[Dataset content]

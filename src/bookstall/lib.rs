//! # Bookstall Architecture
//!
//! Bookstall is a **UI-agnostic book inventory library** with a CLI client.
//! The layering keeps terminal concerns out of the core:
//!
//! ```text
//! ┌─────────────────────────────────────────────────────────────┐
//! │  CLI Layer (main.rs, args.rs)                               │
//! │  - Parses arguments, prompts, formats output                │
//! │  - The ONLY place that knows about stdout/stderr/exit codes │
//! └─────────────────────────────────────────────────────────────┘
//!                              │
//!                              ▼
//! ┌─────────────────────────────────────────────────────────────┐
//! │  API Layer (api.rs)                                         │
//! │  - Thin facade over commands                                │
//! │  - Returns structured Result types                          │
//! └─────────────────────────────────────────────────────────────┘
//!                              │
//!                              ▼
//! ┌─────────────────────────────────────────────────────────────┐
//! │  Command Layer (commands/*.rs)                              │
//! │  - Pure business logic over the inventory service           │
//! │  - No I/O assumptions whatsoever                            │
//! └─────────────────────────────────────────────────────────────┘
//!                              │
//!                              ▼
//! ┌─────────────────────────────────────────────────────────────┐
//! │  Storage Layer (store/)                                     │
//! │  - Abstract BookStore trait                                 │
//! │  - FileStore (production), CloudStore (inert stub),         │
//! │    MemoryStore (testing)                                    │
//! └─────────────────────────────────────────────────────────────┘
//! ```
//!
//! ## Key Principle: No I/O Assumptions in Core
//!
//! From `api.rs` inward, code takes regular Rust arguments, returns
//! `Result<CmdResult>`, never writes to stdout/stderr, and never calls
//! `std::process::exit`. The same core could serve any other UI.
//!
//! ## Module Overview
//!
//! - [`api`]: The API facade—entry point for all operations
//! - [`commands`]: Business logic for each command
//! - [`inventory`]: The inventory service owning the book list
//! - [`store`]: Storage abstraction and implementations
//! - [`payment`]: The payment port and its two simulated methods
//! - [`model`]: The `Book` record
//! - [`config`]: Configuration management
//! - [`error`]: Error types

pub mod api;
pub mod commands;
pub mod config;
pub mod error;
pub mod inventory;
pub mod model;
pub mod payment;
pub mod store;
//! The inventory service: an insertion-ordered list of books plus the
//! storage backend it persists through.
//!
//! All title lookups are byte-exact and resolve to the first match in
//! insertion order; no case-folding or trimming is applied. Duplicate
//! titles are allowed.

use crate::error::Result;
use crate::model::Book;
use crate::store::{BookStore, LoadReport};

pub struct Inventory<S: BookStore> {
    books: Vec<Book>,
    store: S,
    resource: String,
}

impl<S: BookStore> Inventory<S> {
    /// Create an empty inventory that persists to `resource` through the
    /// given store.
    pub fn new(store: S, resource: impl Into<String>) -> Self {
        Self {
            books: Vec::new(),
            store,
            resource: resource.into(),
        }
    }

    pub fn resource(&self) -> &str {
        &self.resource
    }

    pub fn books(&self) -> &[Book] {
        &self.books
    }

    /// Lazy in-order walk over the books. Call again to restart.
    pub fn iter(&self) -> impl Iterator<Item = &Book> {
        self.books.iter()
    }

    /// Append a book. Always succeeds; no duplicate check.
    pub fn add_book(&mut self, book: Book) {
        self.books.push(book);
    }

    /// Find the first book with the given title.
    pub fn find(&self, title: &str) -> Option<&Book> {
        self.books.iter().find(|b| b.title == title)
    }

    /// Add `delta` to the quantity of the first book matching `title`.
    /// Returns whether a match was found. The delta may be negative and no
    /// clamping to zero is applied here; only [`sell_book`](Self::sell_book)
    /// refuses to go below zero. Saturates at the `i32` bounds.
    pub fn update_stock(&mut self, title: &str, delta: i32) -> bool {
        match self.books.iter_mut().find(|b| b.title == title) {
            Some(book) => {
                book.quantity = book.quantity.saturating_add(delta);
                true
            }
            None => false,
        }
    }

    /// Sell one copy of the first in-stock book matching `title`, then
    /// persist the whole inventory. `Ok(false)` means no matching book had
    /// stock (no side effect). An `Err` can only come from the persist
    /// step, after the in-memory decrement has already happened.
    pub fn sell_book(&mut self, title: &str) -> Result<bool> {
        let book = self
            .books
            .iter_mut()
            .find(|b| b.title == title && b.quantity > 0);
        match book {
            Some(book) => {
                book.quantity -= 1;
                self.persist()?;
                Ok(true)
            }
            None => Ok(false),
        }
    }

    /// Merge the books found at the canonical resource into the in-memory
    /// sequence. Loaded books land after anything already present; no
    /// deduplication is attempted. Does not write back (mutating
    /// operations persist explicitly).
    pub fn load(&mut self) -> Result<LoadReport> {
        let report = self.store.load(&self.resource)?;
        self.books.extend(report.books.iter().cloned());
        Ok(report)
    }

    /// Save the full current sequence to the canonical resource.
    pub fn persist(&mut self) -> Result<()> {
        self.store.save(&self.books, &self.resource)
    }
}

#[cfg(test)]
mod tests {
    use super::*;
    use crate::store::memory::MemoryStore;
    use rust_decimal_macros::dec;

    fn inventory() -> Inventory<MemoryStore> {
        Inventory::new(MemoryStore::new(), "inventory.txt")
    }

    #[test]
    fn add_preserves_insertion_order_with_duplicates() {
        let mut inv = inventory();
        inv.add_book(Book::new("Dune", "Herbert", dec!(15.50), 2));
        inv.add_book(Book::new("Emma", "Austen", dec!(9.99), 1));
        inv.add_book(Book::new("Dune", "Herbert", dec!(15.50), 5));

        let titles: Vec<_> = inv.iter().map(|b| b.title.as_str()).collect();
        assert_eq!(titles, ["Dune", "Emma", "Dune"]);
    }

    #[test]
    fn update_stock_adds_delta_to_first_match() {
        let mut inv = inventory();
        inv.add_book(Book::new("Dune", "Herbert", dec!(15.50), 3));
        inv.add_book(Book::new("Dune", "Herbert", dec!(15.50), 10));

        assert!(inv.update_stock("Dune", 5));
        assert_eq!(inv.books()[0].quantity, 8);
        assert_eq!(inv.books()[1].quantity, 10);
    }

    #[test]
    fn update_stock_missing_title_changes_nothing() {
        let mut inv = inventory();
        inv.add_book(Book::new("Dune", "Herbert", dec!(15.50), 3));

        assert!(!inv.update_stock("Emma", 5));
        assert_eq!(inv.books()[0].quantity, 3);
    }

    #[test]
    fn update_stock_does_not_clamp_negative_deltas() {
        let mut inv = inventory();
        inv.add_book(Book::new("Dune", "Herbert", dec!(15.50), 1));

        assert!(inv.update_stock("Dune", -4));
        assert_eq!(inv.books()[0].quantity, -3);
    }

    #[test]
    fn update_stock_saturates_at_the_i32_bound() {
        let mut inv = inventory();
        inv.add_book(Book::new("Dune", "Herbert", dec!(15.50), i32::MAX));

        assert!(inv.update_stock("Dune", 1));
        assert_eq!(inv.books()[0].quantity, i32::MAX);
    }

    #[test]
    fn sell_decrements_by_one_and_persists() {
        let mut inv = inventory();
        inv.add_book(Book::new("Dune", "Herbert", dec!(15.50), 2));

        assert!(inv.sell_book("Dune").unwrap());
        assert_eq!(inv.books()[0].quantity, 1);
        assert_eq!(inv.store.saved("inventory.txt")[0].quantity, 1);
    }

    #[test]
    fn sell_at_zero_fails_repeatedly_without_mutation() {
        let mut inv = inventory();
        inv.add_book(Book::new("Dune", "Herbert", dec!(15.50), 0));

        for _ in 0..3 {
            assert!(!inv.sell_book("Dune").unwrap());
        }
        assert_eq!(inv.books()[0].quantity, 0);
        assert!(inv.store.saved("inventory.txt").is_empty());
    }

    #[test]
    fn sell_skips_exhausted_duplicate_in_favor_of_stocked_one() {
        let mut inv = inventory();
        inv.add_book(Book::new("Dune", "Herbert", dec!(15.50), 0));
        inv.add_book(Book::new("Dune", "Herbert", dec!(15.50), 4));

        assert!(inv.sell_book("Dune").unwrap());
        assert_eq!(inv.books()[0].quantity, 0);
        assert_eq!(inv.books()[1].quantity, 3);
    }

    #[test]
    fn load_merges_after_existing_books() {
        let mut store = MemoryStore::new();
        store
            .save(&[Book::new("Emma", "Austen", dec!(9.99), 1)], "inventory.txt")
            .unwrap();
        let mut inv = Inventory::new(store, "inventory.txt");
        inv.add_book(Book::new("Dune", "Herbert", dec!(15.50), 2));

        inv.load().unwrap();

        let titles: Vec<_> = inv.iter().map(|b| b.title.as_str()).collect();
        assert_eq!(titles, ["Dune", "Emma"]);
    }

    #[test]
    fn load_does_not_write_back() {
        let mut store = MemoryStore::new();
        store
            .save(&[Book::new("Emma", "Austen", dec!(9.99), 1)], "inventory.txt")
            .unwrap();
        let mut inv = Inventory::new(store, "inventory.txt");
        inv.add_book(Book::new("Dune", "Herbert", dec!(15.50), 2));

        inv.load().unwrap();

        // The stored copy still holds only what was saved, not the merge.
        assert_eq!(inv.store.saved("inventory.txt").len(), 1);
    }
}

[Task prompt] Search the listing for the string "commands". Copy each line where it is found.

[Result]
//! │  - Thin facade over commands                                │
//! │  Command Layer (commands/*.rs)                              │
//! - [`commands`]: Business logic for each command
pub mod commands;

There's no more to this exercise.